### Records for processing
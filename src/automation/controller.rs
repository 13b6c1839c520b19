//! Purchase loop driven by the shared run state.
//!
//! While Running, each sweep walks a snapshot of the active targets in config
//! order with a `target_interval` pause after every card. The run state is
//! checked before every target, so a stop takes effect after the cycle in
//! flight finishes.

use crate::automation::actuator::{PurchaseCycle, PurchaseOutcome, Workbench};
use crate::automation::config::{BotConfig, Target};
use crate::automation::state::RunStateCell;
use crate::error::{ConfigError, CycleError};

pub struct Controller {
    config: BotConfig,
    run_state: RunStateCell,
    bench: Workbench,
    active: Vec<Target>,
    reported_empty: bool,
}

impl Controller {
    pub fn new(config: BotConfig, run_state: RunStateCell, bench: Workbench) -> Self {
        let active = config.active_targets();
        Self {
            config,
            run_state,
            bench,
            active,
            reported_empty: false,
        }
    }

    /// Targets still being bought.
    #[cfg(test)]
    pub fn active_targets(&self) -> &[Target] {
        &self.active
    }

    /// Runs until the process exits.
    pub fn run(&mut self) -> ! {
        loop {
            self.tick();
        }
    }

    /// One iteration of the outer loop: a sweep when Running, a short sleep
    /// otherwise.
    pub fn tick(&mut self) {
        if !self.run_state.is_running() {
            std::thread::sleep(self.config.timing.idle_poll);
            return;
        }

        if self.active.is_empty() {
            if !self.reported_empty {
                crate::log("No cards left to buy, idling until restart");
                self.reported_empty = true;
            }
            std::thread::sleep(self.config.timing.idle_poll);
            return;
        }

        self.sweep();
    }

    /// Walks the active list once. Returns the number of purchases.
    pub fn sweep(&mut self) -> usize {
        let snapshot = self.active.clone();
        let mut purchases = 0;

        for target in &snapshot {
            if !self.run_state.is_running() {
                crate::log("Stopped, ending sweep");
                break;
            }

            let outcome = PurchaseCycle::new(&mut self.bench, &self.config, target).run();
            match outcome {
                PurchaseOutcome::Purchased {
                    name,
                    price,
                    premium_pct,
                } => {
                    purchases += 1;
                    if !self.config.loop_mode {
                        self.active.retain(|t| t.id != target.id);
                        crate::log(&format!(
                            "{} bought at {} ({:+.2}%), {} card(s) left",
                            name,
                            price,
                            premium_pct,
                            self.active.len()
                        ));
                    }
                }
                PurchaseOutcome::Rejected(_) => {}
                PurchaseOutcome::Skipped(error) => log_skip(target, &error),
            }

            std::thread::sleep(self.config.timing.target_interval);
        }

        purchases
    }
}

fn log_skip(target: &Target, error: &CycleError) {
    let level = match error {
        CycleError::Config(ConfigError::NonPositiveIdealPrice { .. }) => "Error",
        _ => "Warning",
    };
    crate::log(&format!("{}: skipped {}: {}", level, target.label(), error));
}

#[cfg(test)]
mod tests {
    use super::*;
    use crate::automation::fakes::{self, Action};
    use std::time::{Duration, Instant};
    use tempfile::tempdir;

    fn running() -> RunStateCell {
        let state = RunStateCell::new();
        state.start();
        state
    }

    fn log_lines(bench_dir: &std::path::Path) -> usize {
        std::fs::read_to_string(bench_dir.join("purchases.log"))
            .map(|content| content.lines().count())
            .unwrap_or(0)
    }

    #[test]
    fn test_idle_does_nothing() {
        let dir = tempdir().unwrap();
        let (bench, actions) = fakes::bench(dir.path(), &["RedKey"], &["90"]);
        let config = fakes::config(vec![fakes::target(0, "RedKey", 100.0)], false, false);
        let mut controller = Controller::new(config, RunStateCell::new(), bench);

        controller.tick();

        assert!(actions.borrow().is_empty());
        assert_eq!(controller.active_targets().len(), 1);
    }

    #[test]
    fn test_inactive_targets_are_not_swept() {
        let dir = tempdir().unwrap();
        let (bench, actions) = fakes::bench(dir.path(), &["RedKey"], &["90"]);
        let mut inactive = fakes::target(0, "RedKey", 100.0);
        inactive.want_buy = false;
        let config = fakes::config(vec![inactive], false, false);
        let mut controller = Controller::new(config, running(), bench);

        controller.tick();

        assert!(controller.active_targets().is_empty());
        assert!(actions.borrow().is_empty());
    }

    #[test]
    fn test_purchase_removes_target_once() {
        let dir = tempdir().unwrap();
        let (bench, actions) = fakes::bench(dir.path(), &["RedKey", "BlueKey"], &["90", "500"]);
        let config = fakes::config(
            vec![
                fakes::target(0, "RedKey", 100.0),
                fakes::target(1, "BlueKey", 100.0),
            ],
            false,
            false,
        );
        let mut controller = Controller::new(config, running(), bench);

        assert_eq!(controller.sweep(), 1);
        let left: Vec<usize> = controller.active_targets().iter().map(|t| t.id).collect();
        assert_eq!(left, vec![1]);
        assert_eq!(log_lines(dir.path()), 1);

        // Second sweep only visits the remaining target
        actions.borrow_mut().clear();
        controller.sweep();
        assert!(!actions.borrow().contains(&Action::Move(100, 200)));
        assert_eq!(log_lines(dir.path()), 1);
    }

    #[test]
    fn test_empty_list_idles() {
        let dir = tempdir().unwrap();
        let (bench, actions) = fakes::bench(dir.path(), &["RedKey"], &["90"]);
        let config = fakes::config(vec![fakes::target(0, "RedKey", 100.0)], false, false);
        let mut controller = Controller::new(config, running(), bench);

        controller.tick();
        assert!(controller.active_targets().is_empty());
        let after_first = actions.borrow().len();

        controller.tick();
        controller.tick();
        assert_eq!(actions.borrow().len(), after_first);
        assert_eq!(log_lines(dir.path()), 1);
    }

    #[test]
    fn test_loop_mode_keeps_buying() {
        let dir = tempdir().unwrap();
        let (bench, _actions) = fakes::bench(dir.path(), &["RedKey"], &["90"]);
        let config = fakes::config(vec![fakes::target(0, "RedKey", 100.0)], true, false);
        let mut controller = Controller::new(config, running(), bench);

        for _ in 0..3 {
            assert_eq!(controller.sweep(), 1);
            assert_eq!(controller.active_targets().len(), 1);
        }
        assert_eq!(log_lines(dir.path()), 3);
    }

    #[test]
    fn test_single_target_loop_pauses_every_cycle() {
        let dir = tempdir().unwrap();
        let (bench, _actions) = fakes::bench(dir.path(), &["RedKey"], &["90"]);
        let mut config = fakes::config(vec![fakes::target(0, "RedKey", 100.0)], true, false);
        config.timing.target_interval = Duration::from_millis(20);
        let mut controller = Controller::new(config, running(), bench);

        let started = Instant::now();
        for _ in 0..3 {
            controller.tick();
        }
        assert!(started.elapsed() >= Duration::from_millis(60));
        assert_eq!(log_lines(dir.path()), 3);
    }

    #[test]
    fn test_capture_failure_keeps_target() {
        let dir = tempdir().unwrap();
        let (mut bench, actions) = fakes::bench(dir.path(), &["RedKey"], &["90"]);
        fakes::failing_screen(&mut bench, &actions);
        let config = fakes::config(vec![fakes::target(0, "RedKey", 100.0)], false, false);
        let mut controller = Controller::new(config, running(), bench);

        assert_eq!(controller.sweep(), 0);
        assert_eq!(controller.active_targets().len(), 1);
        assert_eq!(log_lines(dir.path()), 0);
        assert_eq!(actions.borrow().last(), Some(&Action::Escape));
    }

    #[test]
    fn test_extraction_failure_keeps_target() {
        let dir = tempdir().unwrap();
        let (bench, _actions) = fakes::bench(dir.path(), &[], &["90"]);
        let config = fakes::config(vec![fakes::target(0, "RedKey", 100.0)], false, false);
        let mut controller = Controller::new(config, running(), bench);

        assert_eq!(controller.sweep(), 0);
        assert_eq!(controller.active_targets().len(), 1);
        assert_eq!(log_lines(dir.path()), 0);
    }

    #[test]
    fn test_stop_halts_before_next_target() {
        let dir = tempdir().unwrap();
        let (mut bench, actions) = fakes::bench(dir.path(), &["RedKey"], &["90"]);
        let state = running();
        // First click opens target 0; stop lands mid-cycle
        fakes::stop_on_click(&mut bench, &actions, 1, state.clone());
        let config = fakes::config(
            vec![
                fakes::target(0, "RedKey", 100.0),
                fakes::target(1, "RedKey", 100.0),
            ],
            true,
            false,
        );
        let mut controller = Controller::new(config, state.clone(), bench);

        controller.tick();

        let actions = actions.borrow();
        // Target 0 finished its cycle, target 1 was never opened
        assert_eq!(actions.last(), Some(&Action::Escape));
        assert!(actions.contains(&Action::Move(825, 860)));
        assert!(!actions.contains(&Action::Move(200, 200)));
        assert!(!state.is_running());
        assert_eq!(log_lines(dir.path()), 1);
    }
}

### Exercise instructions
Scan the records for the word "automation" and copy every line where it is found.

### Solution to this problem
filename src/automation/controller.rs
use crate::automation::actuator::{PurchaseCycle, PurchaseOutcome, Workbench};
use crate::automation::config::{BotConfig, Target};
use crate::automation::state::RunStateCell;
    use crate::automation::fakes::{self, Action};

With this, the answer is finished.